The Federal Trade Commission (FTC) has taken action against the proposed merger between Intercontinental Exchange, Inc. (ICE), a major operator of global exchanges and clearing houses and Black Knight, Inc., a mortgage loan technology provider. The FTC has requested a temporary restraining order (TRO) and preliminary injunction (PI) to halt the acquisition , which could mean less innovation and higher fees in the industry.
FTC Blocks a $13.1 Billion Deal
In a recent move, the FTC asked a federal court to issue a TRO and PI to prevent ICE from acquiring Black Knight until the FTC's administrative challenge to the deal was completed. Both ICE and Black Knight have agreed to the TRO.
While ICE primarily functions as an exchange operator, it maintains a division called ICE Mortgage Technology, which offers automated solutions for the real estate industry and directly competes with publicly traded Black Knight. The FTC's primary concern is that a merger between these two entities could result in a monopoly dominating the market, potentially imposing unfavorable terms on end customers.

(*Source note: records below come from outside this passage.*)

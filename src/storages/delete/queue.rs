//! Bounded deletion queue and its worker pool.
//!
//! Deletion intents are absorbed into a bounded channel and consumed
//! cooperatively by the workers. Each worker accumulates a local batch and
//! flushes it when the batch fills up or the batch timer expires, grouping
//! tasks by owner so every flush is one bulk write per owner. Flush failures
//! are logged and the tasks dropped; clients may re-issue (at-most-once).

use std::collections::HashMap;
use std::sync::Arc;
use std::sync::Mutex as StdMutex;
use std::time::Duration;

use tokio::sync::mpsc::{self, error::TrySendError};
use tokio::sync::Mutex;
use tokio::task::JoinHandle;
use tokio::time::sleep;
use tracing::{debug, error, info, warn};

use super::TombstoneSink;
use crate::storages::models::DeleteTask;

/// Queue sizing and batching knobs. The defaults match production; tests
/// shrink them to keep the clock out of the way.
#[derive(Debug, Clone)]
pub struct DeleteQueueConfig {
    /// Bounded channel capacity; tasks beyond it are dropped.
    pub capacity: usize,
    /// Number of worker tasks consuming the queue.
    pub workers: usize,
    /// Per-worker buffer size that forces a flush.
    pub batch_size: usize,
    /// Flush deadline for a non-empty, non-full buffer.
    pub batch_timeout: Duration,
}

impl Default for DeleteQueueConfig {
    fn default() -> Self {
        Self {
            capacity: 1000,
            workers: 3,
            batch_size: 100,
            batch_timeout: Duration::from_secs(2),
        }
    }
}

pub struct DeleteQueue {
    /// Taken (dropped) on shutdown, which closes the channel.
    tx: StdMutex<Option<mpsc::Sender<DeleteTask>>>,
    workers: StdMutex<Vec<JoinHandle<()>>>,
}

impl DeleteQueue {
    /// Spawn the worker pool and return the queue handle.
    pub fn start(sink: Arc<dyn TombstoneSink>, config: DeleteQueueConfig) -> Self {
        let (tx, rx) = mpsc::channel(config.capacity);
        let rx = Arc::new(Mutex::new(rx));

        let workers = (0..config.workers)
            .map(|worker_id| {
                let rx = Arc::clone(&rx);
                let sink = Arc::clone(&sink);
                let config = config.clone();
                tokio::spawn(delete_worker(worker_id, rx, sink, config))
            })
            .collect();

        Self {
            tx: StdMutex::new(Some(tx)),
            workers: StdMutex::new(workers),
        }
    }

    /// Enqueue one task per short code without blocking. When the queue is
    /// full the task is dropped with a warning; deletion is best-effort and
    /// clients may re-issue.
    pub fn enqueue(&self, owner_id: &str, short_codes: Vec<String>) {
        let Ok(guard) = self.tx.lock() else {
            warn!("Delete queue handle poisoned, dropping {} tasks", short_codes.len());
            return;
        };
        let Some(tx) = guard.as_ref() else {
            warn!("Delete queue closed, dropping {} tasks", short_codes.len());
            return;
        };

        for short_code in short_codes {
            let task = DeleteTask {
                owner_id: owner_id.to_string(),
                short_code,
            };
            match tx.try_send(task) {
                Ok(()) => {}
                Err(TrySendError::Full(task)) => {
                    warn!("Delete queue full, task dropped: {}", task.short_code);
                }
                Err(TrySendError::Closed(task)) => {
                    warn!("Delete queue closed, task dropped: {}", task.short_code);
                }
            }
        }
    }

    /// Close the queue and wait for every worker to drain its backlog and
    /// exit. Idempotent; a second call returns immediately.
    pub async fn shutdown(&self) {
        // Dropping the sender closes the channel; workers finish the backlog.
        if let Ok(mut guard) = self.tx.lock() {
            guard.take();
        }

        let handles = match self.workers.lock() {
            Ok(mut guard) => std::mem::take(&mut *guard),
            Err(_) => Vec::new(),
        };
        for handle in handles {
            if let Err(e) = handle.await {
                error!("Delete worker exited abnormally: {}", e);
            }
        }
        info!("Delete queue drained and stopped");
    }
}

async fn delete_worker(
    worker_id: usize,
    rx: Arc<Mutex<mpsc::Receiver<DeleteTask>>>,
    sink: Arc<dyn TombstoneSink>,
    config: DeleteQueueConfig,
) {
    debug!("Delete worker {} started", worker_id);
    let mut buffer: Vec<DeleteTask> = Vec::with_capacity(config.batch_size);

    loop {
        // The timer restarts on every received task, so a trickle of tasks
        // still flushes within one batch_timeout of the last arrival.
        let received = tokio::select! {
            task = async { rx.lock().await.recv().await } => task,
            _ = sleep(config.batch_timeout) => {
                if !buffer.is_empty() {
                    flush(worker_id, sink.as_ref(), &mut buffer).await;
                }
                continue;
            }
        };

        match received {
            Some(task) => {
                buffer.push(task);
                if buffer.len() >= config.batch_size {
                    flush(worker_id, sink.as_ref(), &mut buffer).await;
                }
            }
            // Channel closed: drain what is buffered and exit.
            None => break,
        }
    }

    if !buffer.is_empty() {
        flush(worker_id, sink.as_ref(), &mut buffer).await;
    }
    debug!("Delete worker {} stopped", worker_id);
}

/// Group the buffered tasks by owner and issue one bulk write per group.
async fn flush(worker_id: usize, sink: &dyn TombstoneSink, buffer: &mut Vec<DeleteTask>) {
    let mut groups: HashMap<String, Vec<String>> = HashMap::new();
    for task in buffer.drain(..) {
        groups.entry(task.owner_id).or_default().push(task.short_code);
    }

    for (owner_id, short_codes) in groups {
        match sink.apply_tombstones(&owner_id, &short_codes).await {
            Ok(affected) => {
                debug!(
                    "Worker {}: tombstoned {} of {} urls for owner {}",
                    worker_id,
                    affected,
                    short_codes.len(),
                    owner_id
                );
            }
            Err(e) => {
                error!(
                    "Worker {}: tombstone batch failed for owner {}: {}",
                    worker_id, owner_id, e
                );
            }
        }
    }
}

The TRO and PI, if granted, would effectively stop the proposed merger, allowing the FTC to proceed with an administrative trial. This trial originates from a complaint filed by the FTC on 9 March 2023, which claims that the $13.1 billion merger would lead to higher costs, reduced innovation, and limited choices for lenders seeking tools necessary for generating and servicing mortgages.
The outcome of the FTC's actions could significantly impact the mortgage industry. If the merger is blocked, it may prevent the formation of a dominant player in the mortgage loan technology market, preserving competition and potentially benefiting lenders and consumers alike.
ICE Hits Record Volumes
Recently, the major global exchanges and clearing house operator reported a surge in trading volume, reaching new records and expanding its global network.
Trading volume in Euribor futures and options reached a 10-year high with 49.5 million contracts traded in March 2023. Euribor, the reference rate used by banks in the eurozone for short-term euro-denominated loans in the interbank market, is part of ICE's liquid European interest rate futures and options market. The record-breaking month saw an average daily volume (ADV) of 1.75 million contracts.
Additionally, ICE's overall trading activities in futures and options hit a new high on 13 March, with 14.45 million contracts traded, surpassing a peak record set three years ago during the onset of the COVID-19 pandemic. On top of that, the statement from ICE revealed that the financial futures and options portfolio reached a record 10 million contracts traded on 13 March, which is the highest level since 29 May 2018.
Furthermore, ICE's global reach is expanding, with the announcement of new access centers in Tokyo, Hong Kong, and Shanghai, as part of its Global Network expansion in the Asia-Pacific (APAC) region. This move follows significant investments in the APAC region and brings its managed services offering in line with other major financial centers operating in Europe and the United States.